The more personally intimate blog of the love life of an androgynous but not sexless eunuch in this post-modern world

Monday, August 25, 2008

Feeling the love

So anyway, I haven't been on line for weeks, due to a Telstra fault and then a computer glitch, but the phone line was fixed a fortnight ago, and a refugee activist friend came over today and fixed everything up, so thanks, Motahar!

While I've been offline, my life has been going swimmingly. I had a tiff (not too fine a point to put on 't) with my housemate, but came to my senses (after 3 days, could have been less, could have been more, whatever...) and waged peace instead, and he has since extended his planned stay, so I am quite flattered that I hold a good space. I'm not disturbed by how nasty I can be, for I appreciate my animal powers too, but it is my choice to use my powers for good, and life is much more rewarding that way.

I had a whole crisis of faith in myself this year, thinking I might be unloveable in my androgynous state beyond the gender binary, and ended up on hormones and antidepressants for three months before my narcissistic androgynous integrity reasserted itself, and I returned to my natural beautiful nymphomaniacal eunuch state.

For the past few years, I had been despondent of ever finding a person who fancied me who I fancied, and was wondering if the gender-binarists were right, and even when I went back off hormones, I wasn't sure if I could be sexually attractive, but I knew I had to be myself to like my self, and having the androgynous body I love is very important to me, and faking my existence with hormones and a normative gender that just doesn't quite fit me was just not worth living.

Then, a month ago, slogging through reams of crossed agendas in response to an internet dating ad finally paid off, and I've discovered actual proof that the sort of boy I think is heaven on a stick can actually be turned on by me, and whether it develops into more than a month of very sexy sex or not, I now have confidence in my sexuality again.

The lack of confidence had been the problem. Every time a hot guy looked at me, I'd assume he was checking out someone behind me, instead of engaging him. Fear is the mind killer.

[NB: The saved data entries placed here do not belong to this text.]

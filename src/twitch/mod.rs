//! Upstream streaming platform: credentials, the streams API and preview images.

pub mod api_types;
pub mod auth;
pub mod client;
pub mod types;

pub use auth::{ClientCredentials, TokenProvider, TokenSource};
pub use client::{HelixClient, PreviewImage, PreviewSource, StreamSource};
pub use types::{Stream, Token};
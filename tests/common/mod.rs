//! Shared test utilities for the HTTP integration tests.

// Each test binary uses a different subset of these helpers.
#![allow(dead_code)]

use std::collections::HashSet;
use std::sync::atomic::{AtomicUsize, Ordering};
use std::sync::{Arc, Mutex};
use std::time::Duration;

use async_trait::async_trait;
use axum::{
  body::Body,
  http::{HeaderMap, HeaderValue, Request, StatusCode},
  response::Response,
  Router,
};
use chrono::{TimeZone, Utc};
use tower::ServiceExt;

use live_proxy::cache::CacheStore;
use live_proxy::error::ProxyError;
use live_proxy::http::{create_router, AppState};
use live_proxy::status::{BatchPlanner, ChannelStatusService};
use live_proxy::twitch::{
  PreviewImage, PreviewSource, Stream, StreamSource, Token, TokenProvider, TokenSource,
};

pub const TEST_BODY_LIMIT: usize = 64 * 1024;
pub const PANIC_DETAIL: &str = "fetch exploded with client_secret=hunter2";
pub const PREVIEW_BYTES: &[u8] = b"\xff\xd8\xff\xe0 not really a jpeg";

/// In-process stand-in for the upstream API.
///
/// Channels in `live` are reported live, channels in `broken` make their whole
/// batch fail, channels in `panics` make the fetch panic, and `reject_token`
/// makes every batch fail authentication.
#[derive(Default)]
pub struct MockUpstream {
  pub live: HashSet<String>,
  pub broken: HashSet<String>,
  pub panics: HashSet<String>,
  pub reject_token: bool,
  pub calls: Mutex<Vec<Vec<String>>>,
}

impl MockUpstream {
  pub fn with_live(names: &[&str]) -> Self {
    Self {
      live: names.iter().map(|n| n.to_string()).collect(),
      ..Self::default()
    }
  }

  pub fn calls(&self) -> Vec<Vec<String>> {
    self.calls.lock().unwrap().clone()
  }
}

pub fn sample_stream(username: &str) -> Stream {
  Stream {
    username: username.to_string(),
    display_name: username.to_uppercase(),
    status: format!("{} plays something", username),
    game: "Just Chatting".to_string(),
    viewer_count: 42,
    started_at: Utc.with_ymd_and_hms(2024, 5, 1, 12, 0, 0).unwrap(),
    thumbnail_url: None,
  }
}

#[async_trait]
impl StreamSource for MockUpstream {
  async fn fetch_batch(&self, group: &[String], _token: &Token) -> Result<Vec<Stream>, ProxyError> {
    self.calls.lock().unwrap().push(group.to_vec());

    if group.iter().any(|name| self.panics.contains(name)) {
      panic!("{}", PANIC_DETAIL);
    }
    if self.reject_token {
      return Err(ProxyError::AuthFailure("token rejected".to_string()));
    }
    if group.iter().any(|name| self.broken.contains(name)) {
      return Err(ProxyError::UpstreamUnavailable("boom".to_string()));
    }

    Ok(
      group
        .iter()
        .filter(|name| self.live.contains(*name))
        .map(|name| sample_stream(name))
        .collect(),
    )
  }
}

#[async_trait]
impl PreviewSource for MockUpstream {
  async fn fetch_preview(
    &self,
    username: &str,
    _width: u32,
    _height: u32,
  ) -> Result<PreviewImage, ProxyError> {
    if self.broken.contains(username) {
      return Err(ProxyError::UpstreamUnavailable("connect failed".to_string()));
    }

    let mut headers = HeaderMap::new();
    headers.insert("content-type", HeaderValue::from_static("image/jpeg"));
    headers.insert("cache-control", HeaderValue::from_static("max-age=300"));
    headers.insert("x-served-by", HeaderValue::from_static("cache-fra-1"));
    headers.insert("set-cookie", HeaderValue::from_static("session=abc"));

    Ok(PreviewImage {
      status: StatusCode::OK,
      headers,
      body: Body::from(PREVIEW_BYTES),
    })
  }
}

/// Token source that counts acquisitions and can be told to fail.
#[derive(Default)]
pub struct MockTokens {
  pub fail: bool,
  pub acquired: AtomicUsize,
}

impl MockTokens {
  pub fn acquired(&self) -> usize {
    self.acquired.load(Ordering::SeqCst)
  }
}

#[async_trait]
impl TokenSource for MockTokens {
  async fn acquire(&self) -> Result<Token, ProxyError> {
    self.acquired.fetch_add(1, Ordering::SeqCst);
    if self.fail {
      return Err(ProxyError::AuthFailure("credential endpoint refused".to_string()));
    }
    Ok(Token::new("test-token", Utc::now() + chrono::Duration::hours(1)))
  }
}

/// A router over the given mocks plus handles to inspect them afterwards.
pub struct TestApp {
  pub router: Router,
  pub upstream: Arc<MockUpstream>,
  pub tokens: Arc<TokenProvider<MockTokens>>,
}

pub fn create_test_app(upstream: MockUpstream) -> TestApp {
  create_test_app_with(upstream, MockTokens::default(), false)
}

pub fn create_test_app_with(
  upstream: MockUpstream,
  tokens: MockTokens,
  allow_forced_refresh: bool,
) -> TestApp {
  let upstream = Arc::new(upstream);
  let tokens = Arc::new(TokenProvider::new(tokens));

  let service = ChannelStatusService::new(
    Arc::new(CacheStore::default()),
    Arc::clone(&tokens),
    Arc::clone(&upstream),
    BatchPlanner::new(100),
    Duration::from_secs(5),
  )
  .with_forced_refresh(allow_forced_refresh);

  TestApp {
    router: create_router(AppState::new(service, TEST_BODY_LIMIT)),
    upstream,
    tokens,
  }
}

pub async fn send(router: &Router, request: Request<Body>) -> Response {
  router.clone().oneshot(request).await.unwrap()
}

/// POST a JSON value to `/channel-status`.
pub async fn post_status(router: &Router, body: serde_json::Value) -> Response {
  let request = Request::builder()
    .method("POST")
    .uri("/channel-status")
    .header("content-type", "application/json")
    .body(Body::from(body.to_string()))
    .unwrap();
  send(router, request).await
}

pub async fn body_bytes(response: Response) -> Vec<u8> {
  axum::body::to_bytes(response.into_body(), usize::MAX)
    .await
    .unwrap()
    .to_vec()
}

pub async fn body_json(response: Response) -> serde_json::Value {
  serde_json::from_slice(&body_bytes(response).await).unwrap()
}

The sexiest thing about my August fuck buddy/sleeping companion, is that his skin feels just like mine. Chinese boys feels like Celtic eunuchs. Being physically loved by him has led to me being in love with myself. However will the marketers sell me anything now?

I am a very happy little post-modern post-transsexual sexy freaky geek, in a universally interconnected Universe that obviously loves me very much.

May you too feel the love, and fear less.